A careful reading of Byrd’s article revealed some select comments from Collin’s book conflated with Byrd’s pontifications and information from other sources. We decided it best to contact Collins with our concerns to find out what he really thought. All this along with Collins’ response is detailed in our subsequent post where Collins essentially agreed with our assessment and then some (read the article for details).
Since then, we have had to recall, re-emphasize and defend that exchange as various groups and individuals repeated the distorted notion of Byrd’s article. Collins was contacted again and reconfirmed his original position. Then early this year NARTH resurrected the issue after receiving copies of this writer’s email exchanges with Collins via a Freedom of Information Act (FOIA) request. While they claimed they had made the request themselves, we now know that the information was forwarded to them from the anti-gay Citizens for a Responsible Curriculum who had made the original FOIA request.
In their most recent post, NARTH accused this writer of flattering Collins with “adulation and praise,” and misrepresenting NARTH and Byrd’s article. They announced their discovery of the email exchange as a find, even though the entire thing has been posted on XGW since 2008 for all to see. Read our response to this if you care to get up to speed on the matter.
We decided to take a page from their book and request any correspondence between NARTH and Collins. In response, we received a copy of a letter (PDF) sent to him by NARTH President Julie Hamilton sometime after they received the FOIA material from CRC. In it, Collins is treated more like a doddering old man than the head of the National Institutes of Health (NIH). Even though we sent a link to the original article with our email to Collins, and it is clear from his reply that he read it, Hamilton encloses a copy noting “Although Warren Throckmorton [see this post to see where he comes in] and David Roberts led you to believe otherwise, your statements were not misrepresented by NARTH.” No, Dr. Collins, regardless of what you think, you do agree with us — sheer arrogance.
Hamilton continues to reassure Collins that what he said he saw in the article is not there. One can almost visualize her speaking slowly to help him understand, the supposition being that if Collins didn’t agree with NARTH, he must certainly have just not understood. There seems no way for them to comprehend that he really does think they misrepresented him. Hamilton goes on to lecture Collins in the NARTH mantra of change, trying to plead the case that NARTH is a professional organization and not at all anti-gay.
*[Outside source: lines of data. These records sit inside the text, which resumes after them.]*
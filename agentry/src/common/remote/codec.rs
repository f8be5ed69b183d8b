/*
 * Copyright (c) 2024. Govcraft
 *
 * Licensed under either of
 *   * Apache License, Version 2.0 (the "License");
 *     you may not use this file except in compliance with the License.
 *     You may obtain a copy of the License at http://www.apache.org/licenses/LICENSE-2.0
 *   * MIT license: http://opensource.org/licenses/MIT
 *
 * Unless required by applicable law or agreed to in writing, software
 * distributed under the License is distributed on an "AS IS" BASIS,
 * WITHOUT WARRANTIES OR CONDITIONS OF ANY KIND, either express or implied.
 * See the applicable License for the specific language governing permissions and
 * limitations under that License.
 */

//! Newline framing for link traffic.

use std::io;

use bytes::BytesMut;
use tokio_util::codec::{Decoder, Encoder, LinesCodec, LinesCodecError};

/// A decoded line, or the reason a line was dropped.
#[derive(Debug, PartialEq, Eq)]
pub(crate) enum Inbound {
    Line(String),
    Oversize,
    NotUtf8,
}

/// Line framing that drops bad lines instead of ending the stream.
///
/// `FramedRead` stops for good after its decoder returns an error, so the
/// per-line failures of [`LinesCodec`] are turned into [`Inbound`] items. An
/// oversize line is skipped up to its terminating newline.
#[derive(Debug, Clone)]
pub(crate) struct FrameCodec {
    lines: LinesCodec,
}

impl FrameCodec {
    pub(crate) fn new(max_frame_size: usize) -> Self {
        Self {
            lines: LinesCodec::new_with_max_length(max_frame_size),
        }
    }

    fn recover(
        decoded: Result<Option<String>, LinesCodecError>,
    ) -> Result<Option<Inbound>, LinesCodecError> {
        match decoded {
            Ok(line) => Ok(line.map(Inbound::Line)),
            Err(LinesCodecError::MaxLineLengthExceeded) => Ok(Some(Inbound::Oversize)),
            // LinesCodec only reports InvalidData for a line that is not UTF-8;
            // the line has already been consumed.
            Err(LinesCodecError::Io(e)) if e.kind() == io::ErrorKind::InvalidData => {
                Ok(Some(Inbound::NotUtf8))
            }
            Err(e) => Err(e),
        }
    }
}

impl Decoder for FrameCodec {
    type Item = Inbound;
    type Error = LinesCodecError;

    fn decode(&mut self, src: &mut BytesMut) -> Result<Option<Inbound>, LinesCodecError> {
        Self::recover(self.lines.decode(src))
    }

    fn decode_eof(&mut self, src: &mut BytesMut) -> Result<Option<Inbound>, LinesCodecError> {
        Self::recover(self.lines.decode_eof(src))
    }
}

impl Encoder<String> for FrameCodec {
    type Error = LinesCodecError;

    fn encode(&mut self, line: String, dst: &mut BytesMut) -> Result<(), LinesCodecError> {
        self.lines.encode(line, dst)
    }
}
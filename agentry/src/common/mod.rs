//! Containers, the platform clock and the pieces they share.
//!
//! This module provides:
//! * [`Platform`]: lifecycle owner and time source, real-time or discrete-event.
//! * [`Container`]: agent registry, message bus and service directory.
//! * [`remote`]: master and slave containers linked over TCP, plus the [`Gateway`](remote::Gateway) client.
//! * [`AgentryConfig`] and [`AgentryError`].

/*
 * Copyright (c) 2024. Govcraft
 *
 * Licensed under either of
 *   * Apache License, Version 2.0 (the "License");
 *     you may not use this file except in compliance with the License.
 *     You may obtain a copy of the License at http://www.apache.org/licenses/LICENSE-2.0
 *   * MIT license: http://opensource.org/licenses/MIT
 *
 * Unless required by applicable law or agreed to in writing, software
 * distributed under the License is distributed on an "AS IS" BASIS,
 * WITHOUT WARRANTIES OR CONDITIONS OF ANY KIND, either express or implied.
 * See the applicable License for the specific language governing permissions and
 * limitations under that License.
 */

// --- Public Re-exports ---
pub use config::{AgentryConfig, CONFIG};
pub use container::Container;
pub use error::{AgentryError, Result};
pub use platform::{Platform, TimeMode};

// --- Submodules ---

/// Configuration loaded from XDG locations.
pub mod config;
/// Agent registry, routing and the local service directory.
mod container;
/// Service name to provider map.
mod directory;
/// Time-ordered queue of scheduled callbacks.
mod discrete_event;
/// Error type shared across the crate.
mod error;
/// The platform clock and lifecycle.
pub(crate) mod platform;
/// Master/slave container links and the gateway client.
pub mod remote;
At the end, Hamilton does what she accused yours truly of, she flatters Collins with her own brand of adulation and praise:
I hope you receive this letter with the sincerity with which it was written. Your book, The Language of God, has brought joy to many religious professionals, demonstrating that science and faith tradition are not inherently incompatible. As an evangelical Christian, I testify to God’s love, and it is His love that many of us who provide professional care to those who are distressed by unwanted homosexual attractions find central to our motivation to help.
It should be noted that our FOIA request parameters were broad and yet no reply from Collins to NARTH was included. In other words, while Collins responded not once but three times to our requests, he did not reply to NARTH’s one and only letter. That says a lot.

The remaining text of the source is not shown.